At the outset of such a debate, it may be instructive to understand some relevant background information regarding the condition of “gender dysphoria”, the underlying diagnosis that compels individuals of one gender to assume the identity of the opposite sex. According to Levy et al (9), gender dysphoria is an “incurable condition” that is “amenable to hormonal and surgical palliation”. It is estimated that as many as 1 in 11,900 males and 1 in 30,400 females have this condition (11), for which “standards of care” have been promulgated by the Harry Benjamin International Gender Dysphoria Association, Inc. in order to “maximize [the] overall psychological well-being and self-fulfillment” of the transgender individual (8). Definitions of what actually constitutes “transgenderism” vary, and may be sufficiently broad to encompass an individual who merely “identifies” him/herself or “lives” as a member of the opposite sex. To remain consistent with the definition of transgender athlete that was adopted by the IOC, this article will consider a transgender athlete to be an individual who has
  1. undergone surgical intervention to alter their phenotype, (i.e. has submitted to gender reassignment surgery), and who

  2. is being treated with sex hormones in an effort to adopt the physiology of the opposite sex.
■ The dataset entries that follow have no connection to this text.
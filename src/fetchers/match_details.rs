use crate::domain::MatchDetails;
use crate::fetchers::page;
use crate::http::RateLimitedClient;
use anyhow::Result;
use log::info;
use scraper::{Html, Selector};

/// Legacy class signature used for both fields by the original scraper.
/// The real per-field selectors are unknown; callers can override either one.
pub const DEFAULT_DETAIL_SELECTOR: &str = "div.cb-col.cb-col-100.cb-ltst-wgt-hdr";

const VENUE_FALLBACK: &str = "Not available";
const PITCH_FALLBACK: &str = "Pitch report not available";

/// Pulls ground venue and pitch report text from a scorecard page
pub struct MatchDetailFetcher {
    base_url: String,
    venue_selector: Selector,
    pitch_selector: Selector,
}

impl MatchDetailFetcher {
    /// Create a fetcher; None falls back to the legacy selector for that field
    pub fn new(base_url: &str, venue_css: Option<&str>, pitch_css: Option<&str>) -> Result<Self> {
        Ok(Self {
            base_url: base_url.to_string(),
            venue_selector: page::parse_selector(venue_css.unwrap_or(DEFAULT_DETAIL_SELECTOR))?,
            pitch_selector: page::parse_selector(pitch_css.unwrap_or(DEFAULT_DETAIL_SELECTOR))?,
        })
    }

    /// Fetch the scorecard page for a match and extract both fields
    pub fn fetch(&self, client: &mut RateLimitedClient, match_id: &str) -> Result<MatchDetails> {
        let url = self.scorecard_url(match_id);
        info!("Fetching match details from {}", url);

        let document = page::fetch_document(client, &url)?;
        Ok(self.extract(&document))
    }

    pub fn scorecard_url(&self, match_id: &str) -> String {
        format!("{}/live-cricket-scorecard/{}", self.base_url, match_id)
    }

    /// Extract venue and pitch text, substituting placeholders when absent
    pub fn extract(&self, document: &Html) -> MatchDetails {
        let venue = page::first_text(document, &self.venue_selector)
            .unwrap_or_else(|| VENUE_FALLBACK.to_string());
        let pitch_report = page::first_text(document, &self.pitch_selector)
            .unwrap_or_else(|| PITCH_FALLBACK.to_string());

        MatchDetails {
            venue,
            pitch_report,
        }
    }
}

#[cfg(test)]
mod tests {
    use super::*;

    const BASE: &str = "https://www.cricbuzz.com";

    #[test]
    fn scorecard_url_addresses_the_match() {
        let fetcher = MatchDetailFetcher::new(BASE, None, None).unwrap();
        assert_eq!(
            fetcher.scorecard_url("12345"),
            "https://www.cricbuzz.com/live-cricket-scorecard/12345"
        );
    }

    #[test]
    fn default_selectors_read_the_same_element() {
        let fetcher = MatchDetailFetcher::new(BASE, None, None).unwrap();
        let document = Html::parse_document(
            r#"<div class="cb-col cb-col-100 cb-ltst-wgt-hdr">Eden Gardens</div>"#,
        );
        let details = fetcher.extract(&document);
        assert_eq!(details.venue, "Eden Gardens");
        assert_eq!(details.pitch_report, "Eden Gardens");
    }

    #[test]
    fn distinct_selectors_read_distinct_elements() {
        let fetcher =
            MatchDetailFetcher::new(BASE, Some("div.venue"), Some("div.pitch")).unwrap();
        let document = Html::parse_document(
            r#"<div class="venue">Wankhede Stadium</div><div class="pitch">Dry, expect turn</div>"#,
        );
        let details = fetcher.extract(&document);
        assert_eq!(details.venue, "Wankhede Stadium");
        assert_eq!(details.pitch_report, "Dry, expect turn");
    }

    #[test]
    fn missing_elements_fall_back_to_placeholders() {
        let fetcher = MatchDetailFetcher::new(BASE, None, None).unwrap();
        let document = Html::parse_document("<p>scorecard unavailable</p>");
        let details = fetcher.extract(&document);
        assert_eq!(details.venue, "Not available");
        assert_eq!(details.pitch_report, "Pitch report not available");
    }

    #[test]
    fn invalid_override_selector_is_an_error() {
        assert!(MatchDetailFetcher::new(BASE, Some("div..["), None).is_err());
    }
}
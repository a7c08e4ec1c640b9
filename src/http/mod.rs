mod client;
mod rate_limiter;

pub use client::RateLimitedClient;
pub use rate_limiter::RateLimiter;
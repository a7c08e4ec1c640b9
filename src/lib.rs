pub mod cli;
pub mod config;
pub mod domain;
pub mod errors;
pub mod export;
pub mod fetchers;
pub mod http;
pub mod query;
pub mod report;

use anyhow::Result;
use chrono::Local;
use clap::Parser;
use colored::Colorize;

use crate::cli::{Cli, Command, MatchDetailArgs, ReportArgs};
use crate::config::ScraperSettings;
use crate::domain::{FilterSet, StatsType};
use crate::fetchers::MatchDetailFetcher;
use crate::http::RateLimitedClient;
use crate::query::rolling_year_span;
use crate::report::{ReportRequest, ReportService};

pub fn interpret() -> Command {
    let cli = Cli::parse();
    cli.command
}

pub fn handle_report(args: ReportArgs) -> Result<()> {
    let settings = ScraperSettings::default();
    let request = build_request(args, Local::now().date_naive());

    let mut service = ReportService::new(settings)?;
    service.run(&request)
}

pub fn handle_match_details(args: MatchDetailArgs) -> Result<()> {
    let settings = ScraperSettings::default();
    let mut client = RateLimitedClient::from_settings(&settings)?;
    let fetcher = MatchDetailFetcher::new(
        settings.base_url,
        args.venue_selector.as_deref(),
        args.pitch_selector.as_deref(),
    )?;

    let details = fetcher.fetch(&mut client, &args.match_id)?;
    println!("{}: {}", "Ground Venue".bold(), details.venue);
    println!("{}: {}", "Pitch Report".bold(), details.pitch_report);
    Ok(())
}

/// Turn CLI arguments into a pipeline request; the date window is anchored
/// to the caller-supplied `today`, not read ambiently further down.
pub fn build_request(args: ReportArgs, today: chrono::NaiveDate) -> ReportRequest {
    let (spanmin, spanmax) = rolling_year_span(today);

    let filters = FilterSet {
        batting_position: args.batting_position,
        opposition: args.opposition,
        result: args.result.into(),
        innings: args.innings.into(),
        spanmin: Some(spanmin),
        spanmax: Some(spanmax),
    };

    let mut stats_types = Vec::new();
    if !args.skip_batting {
        stats_types.push(StatsType::Batting);
    }
    if !args.skip_bowling {
        stats_types.push(StatsType::Bowling);
    }

    let export_dir = if args.no_export {
        None
    } else {
        Some(args.out_dir)
    };

    ReportRequest {
        player_name: args.player_name,
        filters,
        stats_types,
        format: args.format.into(),
        export_dir,
    }
}
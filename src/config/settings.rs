/// The single supported tournament selector.
pub const TOURNAMENT: &str = "ipl";

pub struct ScraperSettings {
    pub base_url: &'static str,
    pub user_agent: &'static str,
    pub timeout_secs: u64,
    pub rate_limit_ms: u64,
}

impl Default for ScraperSettings {
    fn default() -> Self {
        Self {
            base_url: "https://www.cricbuzz.com",
            user_agent: "IplPlayerStats/0.1",
            timeout_secs: 30,
            rate_limit_ms: 1000, // 1 request per second
        }
    }
}
use anyhow::Result;

use ipl_player_stats::cli::Command;
use ipl_player_stats::{handle_match_details, handle_report, interpret};

fn main() {
    setup_logging();
    parse_and_execute().unwrap_or_else(|e| {
        eprintln!("Error: {e:#}");
        std::process::exit(1);
    });
}

fn setup_logging() {
    sensible_env_logger::init!();
}

fn parse_and_execute() -> Result<()> {
    let command = interpret();
    execute_command(command)
}

fn execute_command(command: Command) -> Result<()> {
    match command {
        Command::Report(args) => handle_report(args),
        Command::MatchDetails(args) => handle_match_details(args),
    }
}
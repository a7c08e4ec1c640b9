use crate::config::{ScraperSettings, TOURNAMENT};
use crate::domain::{FilterSet, StatsTable, StatsType};
use crate::export;
use crate::fetchers::{ProfileResolver, StatsScraper};
use crate::http::RateLimitedClient;
use crate::query::{self, IdentifierExtractor};
use anyhow::Result;
use colored::Colorize;
use log::{info, warn};
use std::path::PathBuf;

/// How scraped tables are rendered on stdout
#[derive(Debug, Clone, Copy, Default, PartialEq, Eq)]
pub enum OutputFormat {
    #[default]
    Table,
    Json,
}

/// One user-triggered pipeline run: name, filters, requested tables, output
#[derive(Debug, Clone)]
pub struct ReportRequest {
    pub player_name: String,
    pub filters: FilterSet,
    pub stats_types: Vec<StatsType>,
    pub format: OutputFormat,
    /// Directory for CSV exports; None disables export
    pub export_dir: Option<PathBuf>,
}

/// Runs the full pipeline for one player:
/// resolve profile, extract id, scrape each requested table, render, export.
pub struct ReportService {
    settings: ScraperSettings,
    client: RateLimitedClient,
    resolver: ProfileResolver,
    extractor: IdentifierExtractor,
    scraper: StatsScraper,
}

impl ReportService {
    pub fn new(settings: ScraperSettings) -> Result<Self> {
        let client = RateLimitedClient::from_settings(&settings)?;
        let resolver = ProfileResolver::new(settings.base_url);
        let extractor = IdentifierExtractor::new()?;

        Ok(Self {
            settings,
            client,
            resolver,
            extractor,
            scraper: StatsScraper::new(),
        })
    }

    /// Run the report. Absence at any step short-circuits the steps after it
    /// with an on-screen message; nothing here terminates the process.
    pub fn run(&mut self, request: &ReportRequest) -> Result<()> {
        info!("=== IPL Player Performance Report ===");

        let Some(profile_url) = self.resolve_profile(&request.player_name) else {
            return Ok(());
        };

        let Some(player_id) = self.extract_id(&profile_url) else {
            return Ok(());
        };
        println!("{}", format!("Found Player ID: {}", player_id).green());

        for stats_type in &request.stats_types {
            self.report_stats(request, &player_id, *stats_type)?;
        }

        Ok(())
    }

    fn resolve_profile(&mut self, player_name: &str) -> Option<String> {
        match self.resolver.resolve(&mut self.client, player_name) {
            Ok(Some(url)) => {
                info!("Resolved profile: {}", url);
                Some(url)
            }
            Ok(None) => {
                println!("{}", "Player not found. Please try with another name.".red());
                None
            }
            Err(e) => {
                warn!("Player search failed: {:#}", e);
                println!("{}", "Could not reach the search page. Try again later.".red());
                None
            }
        }
    }

    fn extract_id(&self, profile_url: &str) -> Option<String> {
        let player_id = self.extractor.extract(profile_url);
        if player_id.is_none() {
            println!("{}", "Unable to extract player ID.".red());
        }
        player_id
    }

    fn report_stats(
        &mut self,
        request: &ReportRequest,
        player_id: &str,
        stats_type: StatsType,
    ) -> Result<()> {
        let url = query::build_stats_url(
            self.settings.base_url,
            player_id,
            &request.filters,
            stats_type,
            TOURNAMENT,
        );
        info!("Fetching {} stats: {}", stats_type.as_str(), url);

        let Some(table) = self.scraper.fetch_or_absent(&mut self.client, &url) else {
            println!(
                "{}",
                format!(
                    "No {} stats found for the applied filters.",
                    stats_type.label()
                )
                .yellow()
            );
            return Ok(());
        };

        self.render(request, &table, stats_type)?;
        self.export(request, &table, stats_type)
    }

    fn render(
        &self,
        request: &ReportRequest,
        table: &StatsTable,
        stats_type: StatsType,
    ) -> Result<()> {
        let title = format!("{} Stats", stats_type.label());
        match request.format {
            OutputFormat::Table => export::print_table(&title, table),
            OutputFormat::Json => export::print_json(&title, table)?,
        }
        Ok(())
    }

    fn export(
        &self,
        request: &ReportRequest,
        table: &StatsTable,
        stats_type: StatsType,
    ) -> Result<()> {
        let Some(out_dir) = &request.export_dir else {
            return Ok(());
        };

        let path = export::write_csv(table, out_dir, &request.player_name, stats_type)?;
        println!("Saved {}", path.display());
        Ok(())
    }
}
From a physiologic standpoint, the critical intervention in effecting the switch from female to male or male to female is hormone treatment, for which a recent review concluded “there are very few well validated efficacy data for different treatment regimens” (11). Androgen suppression combined with estrogen supplementation constitutes the “cornerstone of feminization” for M - F transsexuals. The relatively unopposed action of estrogen contributes to the development of female secondary sexual characteristics (including breast development) that society recognizes as culturally “feminine”. Estrogen supplementation also affects the levels of other circulating hormones, including growth hormone. Such therapy is not without risk, however, as treatment with estrogen can result in potentially unfavorable and dangerous side effects, including venous thrombolembolic phenomena, heart disease, and stroke.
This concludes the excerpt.